Métier oblige, les événements comme ceux de Dawson me troublent. Preuve en est le nombre de jours que ça m'a pris avant que je puisse écrire sur le sujet...
Mes yeux d'enseignant ne sont pas les mêmes que ceux du citoyen. Je ne les crois pas meilleurs (après tout, j'ai besoin de verres de contact!), mais je les sens plus sensibles à la jeunesse.
Mercredi, alors que la population tremblait et pleurait les victimes innocentes, pendant que certains réclamaient un plus grand contrôle du registre des armes à feu, pendant que nombre de gens se rappelaient Columbine et Polytechnique, moi, isolé, je pleurais en plus les tueurs potentiels que je suis peut-être indirectement en train de fomenter dans mes groupes. Le petit à lunette qui n'a pas d'amis, la boulotte qui a oublié son devoir, la grande gueule qui fait soupirer tout le groupe à la moindre intervention, celui au fond du groupe, de noir vêtu, dont les yeux crient à l'aide mais qui se cache dans un mutisme troublant...
Jeudi, je les regardais avec l'oeil troublé de celui qui souhaite ne jamais voir leur nom au bulletin de nouvelles du soir, une arme à la main, se voyant dresser un portrait psychologique alarmant, rejetant le blâme sur l'école et sur la société.

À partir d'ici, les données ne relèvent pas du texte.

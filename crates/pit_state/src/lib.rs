//! # pit_state
//!
//! Disposable, deterministic backing services for microservice integration
//! tests.
//!
//! A *state* is a fixture directory holding a Docker build context, e.g. a
//! database image with seeded data. This crate builds the fixture into an
//! image, starts a container from it, waits until the service inside logs a
//! readiness banner and removes the container again afterwards.
//!
//! # Features
//!
//! - **Content-addressed names**: one image/container name per fixture path
//! - **Streaming builds**: the daemon's build log is forwarded while it runs
//! - **Readiness detection**: container output is polled against a pattern
//! - **TLS**: client-certificate authentication against the daemon
//! - **Mock Runtime**: for testing without a Docker daemon
//!
//! # Example
//!
//! ```rust,no_run
//! use std::path::Path;
//! use std::sync::Arc;
//!
//! use pit_state::{Manager, ManagerOptions, StateConfig};
//!
//! #[tokio::main]
//! async fn main() -> Result<(), Box<dyn std::error::Error>> {
//!     let config = StateConfig::load(Path::new("pit.yaml"))?;
//!     let options = ManagerOptions::new("tcp://192.168.59.103:2376", "/certs", ".example/states");
//!     let manager = Manager::connect(options, Arc::new(config)).await?;
//!
//!     let mut log = Vec::new();
//!     manager.build("mongo", "several users", &mut log).await?;
//!
//!     let state = manager.start("mongo", "several users").await?;
//!     println!("mongo reachable on {:?}", state.address(27017));
//!
//!     manager.stop("mongo", "several users").await?;
//!     Ok(())
//! }
//! ```

pub mod archive;
pub mod builder;
pub mod config;
pub mod docker;
pub mod error;
pub mod manager;
pub mod mock;
pub mod naming;
pub mod readiness;
pub mod runtime;

pub use builder::ImageBuilder;
pub use config::{ConfigData, ConfigSource, PortBinding, Protocol, StateConfig, StateProviderConfig};
pub use docker::{DaemonEndpoint, DockerRuntime};
pub use error::{StateError, StateResult};
pub use manager::{Manager, ManagerOptions, StateContainer};
pub use mock::{CapturedCall, MockContainer, MockRuntime};
pub use naming::{context_path, image_name, Naming};
pub use readiness::{ReadinessDetector, DEFAULT_POLL_INTERVAL};
pub use runtime::{
    ContainerEntry, ContainerInfo, CreateRequest, LogsRequest, RemoveRequest, RuntimeClient,
    RuntimeError, RuntimeResult,
};
pub use tokio_util::sync::CancellationToken;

Jeudi, j'aurais voulu tous les prendre dans mes bras et leur dire que je les aimais, alors que je les connais à peine, juste pour qu'ils puissent au moins savoir que tout n'est pas sombre, que tout n'est pas terne, qu'il y a toujours quelqu'un, quelque part, pour leur ouvrir les bras et leur éviter ce qu'ils croient inévitables, pour qu'il sache que l'arme qu'ils pourraient pointer vers un groupe de jeunes, ou vers eux-mêmes, est inutile.
Jeudi, j'aurais voulu être un surhomme.